Oral Torah of a different sort…

Facilitation 501: How to construct and deliver a panel

The Lippman Kanfer Foundation for Living Torah are supporting Hazon (and, I think, some other organizations) in our “oral Torah” project – helping us to harvest some of our accrued wisdom over these last fifteen years. It’s a fascinating process, reflecting on some of the things that we feel we have learned or do well, and starting to codify them.

Most of this is focused on framing Jewish tradition: how, and why, and in what ways, we draw connections between Jewish tradition and the world that we live in today. Allowing Jewish tradition out of the small boxes we sometimes place it in.

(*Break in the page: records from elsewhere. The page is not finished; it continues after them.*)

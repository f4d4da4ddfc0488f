use chrono::{DateTime, Utc};
use serde::{Deserialize, Serialize};
use sqlx::FromRow;
use std::fmt;
use std::str::FromStr;
use uuid::Uuid;

use super::UnknownVariant;

#[derive(Debug, Clone, Copy, PartialEq, Eq, Hash, Default, Serialize, Deserialize)]
#[serde(rename_all = "lowercase")]
pub enum RegistrationStatus {
    #[default]
    Pending,
    Approved,
    Rejected,
    Withdrawn,
}

impl RegistrationStatus {
    pub fn as_str(&self) -> &'static str {
        match self {
            RegistrationStatus::Pending => "pending",
            RegistrationStatus::Approved => "approved",
            RegistrationStatus::Rejected => "rejected",
            RegistrationStatus::Withdrawn => "withdrawn",
        }
    }

    /// Allowed moves: pending -> approved | rejected | withdrawn,
    /// approved -> withdrawn. Rejected and withdrawn are terminal.
    pub fn can_transition_to(&self, next: RegistrationStatus) -> bool {
        use RegistrationStatus::*;
        matches!(
            (self, next),
            (Pending, Approved) | (Pending, Rejected) | (Pending, Withdrawn) | (Approved, Withdrawn)
        )
    }
}

impl fmt::Display for RegistrationStatus {
    fn fmt(&self, f: &mut fmt::Formatter<'_>) -> fmt::Result {
        f.write_str(self.as_str())
    }
}

impl FromStr for RegistrationStatus {
    type Err = UnknownVariant;

    fn from_str(s: &str) -> Result<Self, Self::Err> {
        match s {
            "pending" => Ok(RegistrationStatus::Pending),
            "approved" => Ok(RegistrationStatus::Approved),
            "rejected" => Ok(RegistrationStatus::Rejected),
            "withdrawn" => Ok(RegistrationStatus::Withdrawn),
            other => Err(UnknownVariant {
                kind: "registration status",
                value: other.to_string(),
            }),
        }
    }
}

impl TryFrom<String> for RegistrationStatus {
    type Error = UnknownVariant;

    fn try_from(value: String) -> Result<Self, Self::Error> {
        value.parse()
    }
}

#[derive(Debug, Clone, Serialize, Deserialize, FromRow)]
pub struct EventRegistration {
    pub id: Uuid,
    pub event_id: Uuid,
    pub volunteer_id: Uuid,
    #[sqlx(try_from = "String")]
    pub status: RegistrationStatus,
    pub applied_at: DateTime<Utc>,
    pub updated_at: DateTime<Utc>,
}

impl EventRegistration {
    pub fn new(event_id: Uuid, volunteer_id: Uuid) -> Self {
        let now = Utc::now();
        Self {
            id: Uuid::new_v4(),
            event_id,
            volunteer_id,
            status: RegistrationStatus::Pending,
            applied_at: now,
            updated_at: now,
        }
    }
}

/// Result of the atomic capacity-checked approval performed by the store.
#[derive(Debug, Clone, Copy, PartialEq, Eq)]
pub enum ApprovalOutcome {
    Approved,
    EventFull,
    /// The registration left `pending` before the approval got the lock.
    NotPending(RegistrationStatus),
}

#[cfg(test)]
mod tests {
    use super::RegistrationStatus::*;

    #[test]
    fn pending_can_move_anywhere_but_back() {
        assert!(Pending.can_transition_to(Approved));
        assert!(Pending.can_transition_to(Rejected));
        assert!(Pending.can_transition_to(Withdrawn));
        assert!(!Pending.can_transition_to(Pending));
    }

    #[test]
    fn approved_only_withdraws() {
        assert!(Approved.can_transition_to(Withdrawn));
        assert!(!Approved.can_transition_to(Rejected));
        assert!(!Approved.can_transition_to(Pending));
    }

    #[test]
    fn rejected_and_withdrawn_are_terminal() {
        for next in [Pending, Approved, Rejected, Withdrawn] {
            assert!(!Rejected.can_transition_to(next));
            assert!(!Withdrawn.can_transition_to(next));
        }
    }
}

But marinating in Jewish tradition like this – allowing it out, as it were, to roam more widely – also can and should enable us to see aspects of contemporary life with a Jewish sensibility also.

And so it is, therefore, that I offer you today a very different kind of “oral Torah.” I have earned it and learned it slowly, by trial and error, over 20 years. It consists in ten rules to help you construct, produce and deliver superb panels at conferences and events. At our Food Conferences, our Ride Retreats, and a growing number of other events, we strive for excellence. This is a small, invisible but not insignificant part of what we do and how we do it. I hope, expect and intend that this should be widely useful.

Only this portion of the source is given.